— Team executives and agents wandered into the Agave Sunset lounge at the resort where the general managers' meetings were held in Indian Wells, Calif. Four of the six flat-screen televisions were showing election coverage, with the other two turned to sports.
President Barack Obama's victory over Mitt Romney was of as much interest to baseball's money men as the game scores, given the millions of dollars routinely guaranteed in player contracts these days.
As free agents negotiate deals this offseason, tax policy is an area that comes up along with the usual issues. Some players are wrangling for as much money as they can get before the end of the year to avoid a take hike in 2013.
"Front-loading would make sense if at all possible as tax rates will definitely go up on January 1st on all high-income taxpayers," agent Greg Genske said in an email. "The only question is HOW MUCH will the rates increase????"

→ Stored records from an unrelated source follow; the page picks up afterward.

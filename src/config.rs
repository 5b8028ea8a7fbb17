//! Process configuration read from the environment (and `.env`).

use crate::error::{NlqError, Result};
use std::path::PathBuf;
use std::str::FromStr;

pub const DEFAULT_ROW_LIMIT: u64 = 500;
pub const DEFAULT_STATEMENT_TIMEOUT_MS: u64 = 10_000;
pub const DEFAULT_MAX_CONNECTIONS: u32 = 10;
pub const DEFAULT_PORT: u16 = 5000;
pub const DEFAULT_GEMINI_MODEL: &str = "gemini-pro";

#[derive(Debug, Clone)]
pub struct DatabaseConfig {
    pub url: String,
    pub statement_timeout_ms: u64,
    pub max_connections: u32,
}

#[derive(Debug, Clone)]
pub struct LlmConfig {
    pub api_key: String,
    pub model: String,
}

#[derive(Debug, Clone)]
pub struct AppConfig {
    pub database: DatabaseConfig,
    pub llm: LlmConfig,
    pub port: u16,
    pub row_limit: u64,
    /// Optional JSON file replacing the built-in normalizer tables
    pub normalizer_config: Option<PathBuf>,
}

impl AppConfig {
    /// Load `.env` (if present) and build the configuration from the environment.
    pub fn from_env() -> Result<Self> {
        dotenv::dotenv().ok();
        Self::from_lookup(|key| std::env::var(key).ok())
    }

    /// Build the configuration from an arbitrary key lookup.
    pub fn from_lookup<F>(lookup: F) -> Result<Self>
    where
        F: Fn(&str) -> Option<String>,
    {
        let url = required(&lookup, "DB_URL")?;
        let api_key = required(&lookup, "GEMINI_API_KEY")?;

        Ok(Self {
            database: DatabaseConfig {
                url,
                statement_timeout_ms: parsed(&lookup, "STATEMENT_TIMEOUT", DEFAULT_STATEMENT_TIMEOUT_MS)?,
                max_connections: parsed(&lookup, "DB_MAX_CONNECTIONS", DEFAULT_MAX_CONNECTIONS)?,
            },
            llm: LlmConfig {
                api_key,
                model: lookup("GEMINI_MODEL")
                    .filter(|m| !m.trim().is_empty())
                    .unwrap_or_else(|| DEFAULT_GEMINI_MODEL.to_string()),
            },
            port: parsed(&lookup, "PORT", DEFAULT_PORT)?,
            row_limit: parsed(&lookup, "DEFAULT_LIMIT", DEFAULT_ROW_LIMIT)?,
            normalizer_config: lookup("NORMALIZER_CONFIG")
                .filter(|p| !p.trim().is_empty())
                .map(PathBuf::from),
        })
    }
}

fn required<F>(lookup: &F, key: &str) -> Result<String>
where
    F: Fn(&str) -> Option<String>,
{
    lookup(key)
        .filter(|v| !v.trim().is_empty())
        .ok_or_else(|| NlqError::Config(format!("{} is not set. Put it in your .env.", key)))
}

fn parsed<F, T>(lookup: &F, key: &str, default: T) -> Result<T>
where
    F: Fn(&str) -> Option<String>,
    T: FromStr,
    T::Err: std::fmt::Display,
{
    match lookup(key) {
        Some(raw) if !raw.trim().is_empty() => raw
            .trim()
            .parse()
            .map_err(|e| NlqError::Config(format!("Invalid value for {}: {} ({})", key, raw, e))),
        _ => Ok(default),
    }
}

#[cfg(test)]
mod tests {
    use super::*;
    use std::collections::HashMap;

    fn lookup_from(pairs: &[(&str, &str)]) -> impl Fn(&str) -> Option<String> {
        let map: HashMap<String, String> = pairs
            .iter()
            .map(|(k, v)| (k.to_string(), v.to_string()))
            .collect();
        move |key| map.get(key).cloned()
    }

    #[test]
    fn test_defaults_applied() {
        let config = AppConfig::from_lookup(lookup_from(&[
            ("DB_URL", "postgres://localhost/colleges"),
            ("GEMINI_API_KEY", "key"),
        ]))
        .unwrap();

        assert_eq!(config.database.statement_timeout_ms, 10_000);
        assert_eq!(config.database.max_connections, 10);
        assert_eq!(config.llm.model, "gemini-pro");
        assert_eq!(config.port, 5000);
        assert_eq!(config.row_limit, 500);
        assert!(config.normalizer_config.is_none());
    }

    #[test]
    fn test_missing_db_url() {
        let err = AppConfig::from_lookup(lookup_from(&[("GEMINI_API_KEY", "key")])).unwrap_err();
        assert!(err.to_string().contains("DB_URL"));
    }

    #[test]
    fn test_invalid_number() {
        let err = AppConfig::from_lookup(lookup_from(&[
            ("DB_URL", "postgres://localhost/colleges"),
            ("GEMINI_API_KEY", "key"),
            ("PORT", "eighty"),
        ]))
        .unwrap_err();
        assert!(matches!(err, NlqError::Config(_)));
    }
}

This much is known for now: Starting Jan. 1, there is an additional 0.9 percent Medicare tax on wages above $200,000 for individuals and $250,000 for married couples filing jointly under the federal Affordable Care Act, a rise to 2.35 percent.
In addition, the Bush tax cuts are scheduled to expire at the end of the year, which could raise the highest marginal federal tax rate from 35 percent to 39.6 percent — although a deal between Obama and Congress could change that.
Oakland Athletics general manager Billy Beane figures agents will be on top of the changes — but the results of negotiations about the so-called fiscal cliff are unpredictable.
"I think if you're hopping around the potential of tax reform, you're probably chasing your tail," Beane said. "If they can predict when something's going to happen, then they're much further ahead than the lawmakers."